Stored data
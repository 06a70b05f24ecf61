use anyhow::{Context, Result};
use std::sync::{Arc, Mutex};

use lema::agent::AnalyticsAgent;
use lema::config::LemaConfig;
use lema::db;
use lema::session::SessionStore;

/// Ask one question from the terminal and print the conversational reply.
pub async fn ask(config: &LemaConfig, question: &str, session: &str, verbose: bool) -> Result<()> {
    let conn = db::open_database(config.resolved_db_path())?;
    let config = config.clone();
    let question = question.to_string();
    let session = session.to_string();

    let response = tokio::task::spawn_blocking(move || -> Result<_> {
        let sessions = Arc::new(SessionStore::new(config.session.history_limit));
        let agent = AnalyticsAgent::from_config(&config, Arc::new(Mutex::new(conn)), sessions)?;
        Ok(agent.ask(&session, &question))
    })
    .await
    .context("ask task failed")??;

    println!("{}", response.reply);

    if verbose {
        println!();
        println!("Topic:       {}", response.topic.as_deref().unwrap_or("(none)"));
        println!(
            "Period:      {}",
            response.period.as_ref().map(|p| p.value()).unwrap_or("(none)")
        );
        println!("Method:      {} (confidence {:.2})", response.method, response.confidence);
        if let Some(ref sql) = response.query {
            println!();
            println!("{sql}");
        }
    }

    Ok(())
}
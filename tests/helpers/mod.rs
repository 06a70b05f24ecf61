#![allow(dead_code)]

use std::sync::atomic::{AtomicUsize, Ordering};
use std::sync::{Arc, Mutex};

use lema::analysis::AnalysisEngine;
use lema::db::{self, SqliteExecutor, Transcript};
use lema::extract::{TopicCache, TopicExtractor};
use lema::model::{GenerationOptions, LanguageModel, ModelError};
use rusqlite::Connection;

/// Open a fresh in-memory database with functions and schema applied.
pub fn test_db() -> Connection {
    db::open_memory_database().unwrap()
}

/// Insert one transcript with the fields the analyses look at.
pub fn insert(
    conn: &Connection,
    uid: &str,
    fecha: &str,
    lemas: &str,
    tema: &str,
    supervisor: &str,
    duracion_seg: f64,
) {
    let transcript = Transcript {
        uid: uid.into(),
        fecha: fecha.into(),
        region: Some("centro".into()),
        supervisor: Some(supervisor.into()),
        temas_detectados: Some(tema.into()),
        duracion_seg: Some(duracion_seg),
        num_turnos_cliente: Some(3),
        lemas: lemas.into(),
    };
    assert!(db::insert_transcript(conn, &transcript).unwrap());
}

/// Insert `count` transcripts sharing everything but the uid.
pub fn insert_many(
    conn: &Connection,
    prefix: &str,
    count: usize,
    fecha: &str,
    lemas: &str,
    tema: &str,
    supervisor: &str,
    duracion_seg: f64,
) {
    for i in 0..count {
        insert(
            conn,
            &format!("{prefix}-{i}"),
            fecha,
            lemas,
            tema,
            supervisor,
            duracion_seg,
        );
    }
}

pub fn engine(conn: Connection) -> AnalysisEngine {
    AnalysisEngine::new(Arc::new(SqliteExecutor::new(Arc::new(Mutex::new(conn)))))
}

/// Model double that replays a fixed reply (or fails) and counts calls.
pub struct CountingModel {
    pub reply: Option<String>,
    pub calls: Arc<AtomicUsize>,
}

impl LanguageModel for CountingModel {
    fn name(&self) -> &'static str {
        "counting"
    }

    fn complete(&self, _prompt: &str, _options: &GenerationOptions) -> Result<String, ModelError> {
        self.calls.fetch_add(1, Ordering::SeqCst);
        self.reply.clone().ok_or(ModelError::Status(503))
    }

    fn is_available(&self) -> bool {
        self.reply.is_some()
    }
}

/// Extractor over the default cache and a counting model. Returns the call counter.
pub fn extractor(reply: Option<&str>) -> (TopicExtractor, Arc<AtomicUsize>) {
    let calls = Arc::new(AtomicUsize::new(0));
    let model = CountingModel {
        reply: reply.map(str::to_string),
        calls: Arc::clone(&calls),
    };
    let options = GenerationOptions {
        temperature: 0.1,
        max_tokens: 50,
    };
    (
        TopicExtractor::new(TopicCache::default(), Box::new(model), options),
        calls,
    )
}

pub fn calls(counter: &Arc<AtomicUsize>) -> usize {
    counter.load(Ordering::SeqCst)
}
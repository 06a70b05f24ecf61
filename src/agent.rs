//! The analytics agent: question in, conversational analysis out.
//!
//! Chains extraction → analysis → session update → reply. Every expected failure
//! (no topic, no data) becomes an [`AskResponse`] with `success: false` and a
//! guiding message, never an error.

use std::sync::{Arc, Mutex};

use anyhow::Result;
use chrono::{Local, NaiveDate};
use rusqlite::Connection;
use serde::Serialize;
use serde_json::json;

use crate::analysis::{AnalysisEngine, ResultMap, TopicAnalysis};
use crate::config::LemaConfig;
use crate::db::SqliteExecutor;
use crate::extract::{ExtractionMethod, PeriodDescriptor, TopicCache, TopicExtractor};
use crate::model::{self, GenerationOptions};
use crate::session::{ContextUpdate, ConversationContext, SessionStore};

pub const NO_TOPIC_REPLY: &str = "No pude identificar un tema específico en tu pregunta. \
¿Podrías reformularla? Por ejemplo: 'Analiza los casos de juicio este mes'";

#[derive(Debug, Clone, Serialize)]
pub struct AskResponse {
    pub success: bool,
    #[serde(skip_serializing_if = "Option::is_none")]
    pub topic: Option<String>,
    #[serde(skip_serializing_if = "Option::is_none")]
    pub period: Option<PeriodDescriptor>,
    pub method: ExtractionMethod,
    pub confidence: f64,
    #[serde(skip_serializing_if = "Option::is_none")]
    pub data: Option<ResultMap>,
    pub insights: Vec<String>,
    #[serde(skip_serializing_if = "Option::is_none")]
    pub query: Option<String>,
    #[serde(skip_serializing_if = "Option::is_none")]
    pub context: Option<ConversationContext>,
    pub reply: String,
}

pub struct AnalyticsAgent {
    extractor: TopicExtractor,
    engine: AnalysisEngine,
    sessions: Arc<SessionStore>,
}

impl AnalyticsAgent {
    pub fn new(extractor: TopicExtractor, engine: AnalysisEngine, sessions: Arc<SessionStore>) -> Self {
        Self {
            extractor,
            engine,
            sessions,
        }
    }

    /// Wire the configured model backend and the SQLite executor together.
    ///
    /// Builds a blocking HTTP client, so call it off the async runtime.
    pub fn from_config(
        config: &LemaConfig,
        conn: Arc<Mutex<Connection>>,
        sessions: Arc<SessionStore>,
    ) -> Result<Self> {
        let backend = model::create_backend(&config.model)?;
        let extractor = TopicExtractor::new(
            TopicCache::default(),
            backend,
            GenerationOptions::from(&config.model),
        );
        let engine = AnalysisEngine::with_topic_limit(
            Arc::new(SqliteExecutor::new(conn)),
            config.analysis.topic_limit,
        );
        Ok(Self::new(extractor, engine, sessions))
    }

    pub fn extractor(&self) -> &TopicExtractor {
        &self.extractor
    }

    pub fn engine(&self) -> &AnalysisEngine {
        &self.engine
    }

    pub fn sessions(&self) -> &Arc<SessionStore> {
        &self.sessions
    }

    pub fn ask(&self, session_id: &str, question: &str) -> AskResponse {
        self.ask_at(session_id, question, Local::now().date_naive())
    }

    /// [`ask`](Self::ask) with an explicit reference date for period resolution.
    pub fn ask_at(&self, session_id: &str, question: &str, today: NaiveDate) -> AskResponse {
        let extraction = self.extractor.extract_at(question, today);
        tracing::info!(
            session = session_id,
            method = %extraction.method,
            topic = ?extraction.topic,
            "question extracted"
        );

        let Some(topic) = extraction.topic.clone() else {
            return AskResponse {
                success: false,
                topic: None,
                period: extraction.period,
                method: extraction.method,
                confidence: extraction.confidence,
                data: None,
                insights: Vec::new(),
                query: None,
                context: None,
                reply: NO_TOPIC_REPLY.to_string(),
            };
        };

        let analysis = match self.engine.analyze_topic(&topic, extraction.period.as_ref()) {
            Ok(analysis) => analysis,
            Err(e) => {
                tracing::info!(session = session_id, error = %e, "analysis returned nothing");
                return AskResponse {
                    success: false,
                    topic: Some(topic.clone()),
                    period: extraction.period,
                    method: extraction.method,
                    confidence: extraction.confidence,
                    data: None,
                    insights: Vec::new(),
                    query: None,
                    context: None,
                    reply: no_data_reply(&topic),
                };
            }
        };

        let reply = compose_reply(&analysis);
        let context = self.sessions.record_exchange(
            session_id,
            question,
            ContextUpdate {
                topic: Some(topic.clone()),
                period: extraction.period.clone(),
                last_analysis: Some(analysis.clone()),
            },
            &reply,
            Some(json!({ "lema": topic })),
        );

        AskResponse {
            success: true,
            topic: Some(topic),
            period: extraction.period,
            method: extraction.method,
            confidence: extraction.confidence,
            query: Some(analysis.query.sql.clone()),
            insights: analysis.insights.clone(),
            data: Some(analysis.data),
            context: Some(context),
            reply,
        }
    }
}

pub fn no_data_reply(topic: &str) -> String {
    format!("No encontré datos para '{topic}'. Intenta con: juicio, alquiler, pago, trabajo, deuda.")
}

/// Markdown reply: header, one bullet per insight, total cases, closing hint.
pub fn compose_reply(analysis: &TopicAnalysis) -> String {
    let mut reply = format!("📊 **Análisis de '{}'**\n\n", analysis.topic);

    for insight in &analysis.insights {
        reply.push_str(&format!("• {insight}\n"));
    }

    let has_topics = analysis
        .data
        .get(crate::analysis::results::TOPICS_KEY)
        .is_some_and(|rows| !rows.is_empty());
    if has_topics {
        reply.push_str(&format!(
            "\n**Total de casos encontrados:** {}\n",
            analysis.total_cases()
        ));
    }

    reply.push_str("\n💡 *Puedes pedirme más detalles o hacer otra pregunta.*");
    reply
}

#[cfg(test)]
mod tests {
    use super::*;
    use crate::analysis::{AnalyticalQuery, QueryExecutor, Row};
    use crate::model::{LanguageModel, ModelError};
    use crate::session::Role;
    use serde_json::Value;

    struct Silent;

    impl LanguageModel for Silent {
        fn name(&self) -> &'static str {
            "silent"
        }
        fn complete(&self, _: &str, _: &GenerationOptions) -> Result<String, ModelError> {
            Err(ModelError::Status(500))
        }
        fn is_available(&self) -> bool {
            false
        }
    }

    struct Fixed(Vec<Row>);

    impl QueryExecutor for Fixed {
        fn execute(&self, _: &AnalyticalQuery) -> Result<Vec<Row>> {
            Ok(self.0.clone())
        }
    }

    fn agent(rows: Vec<Value>) -> AnalyticsAgent {
        let rows = rows
            .into_iter()
            .map(|v| v.as_object().unwrap().clone())
            .collect();
        let extractor = TopicExtractor::new(
            TopicCache::default(),
            Box::new(Silent),
            GenerationOptions {
                temperature: 0.1,
                max_tokens: 50,
            },
        );
        AnalyticsAgent::new(
            extractor,
            AnalysisEngine::new(Arc::new(Fixed(rows))),
            Arc::new(SessionStore::new(10)),
        )
    }

    fn today() -> NaiveDate {
        NaiveDate::from_ymd_opt(2024, 6, 10).unwrap()
    }

    #[test]
    fn unknown_topic_guides_the_user() {
        let agent = agent(vec![]);
        let response = agent.ask_at("s", "hola, ¿cómo estás?", today());
        assert!(!response.success);
        assert_eq!(response.reply, NO_TOPIC_REPLY);
        assert_eq!(agent.sessions().session_count(), 0);
    }

    #[test]
    fn no_data_suggests_topics_and_leaves_session_untouched() {
        let agent = agent(vec![]);
        let response = agent.ask_at("s", "casos de deuda", today());
        assert!(!response.success);
        assert_eq!(response.topic.as_deref(), Some("deuda"));
        assert!(response.reply.starts_with("No encontré datos para 'deuda'"));
        assert!(agent.sessions().history("s", None).is_empty());
    }

    #[test]
    fn success_records_both_turns_and_context() {
        let agent = agent(vec![json!({
            "tipo_resultado": "temas",
            "datos": [{"temas": "juicio", "frecuencia": 3}, {"temas": "pago", "frecuencia": 1}]
        })]);
        let response = agent.ask_at("s", "juicios este mes", today());

        assert!(response.success);
        assert_eq!(response.period.as_ref().map(|p| p.value()), Some("2024-06"));
        assert!(response.reply.starts_with("📊 **Análisis de 'juicio'**"));
        assert!(response.reply.contains("**Total de casos encontrados:** 4"));
        assert!(response.reply.ends_with("otra pregunta.*"));

        let history = agent.sessions().history("s", None);
        assert_eq!(history.len(), 2);
        assert_eq!(history[0].role, Role::User);
        assert_eq!(history[0].text, "juicios este mes");
        assert_eq!(history[1].role, Role::Agent);
        assert_eq!(history[1].metadata, Some(json!({"lema": "juicio"})));

        let ctx = response.context.unwrap();
        assert_eq!(ctx.last_topic.as_deref(), Some("juicio"));
        assert!(ctx.last_analysis.is_some());
    }
}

**What to do**
Using the data above, report the number of lines that contain the string "Ordering", and only that number.

**The answer**
3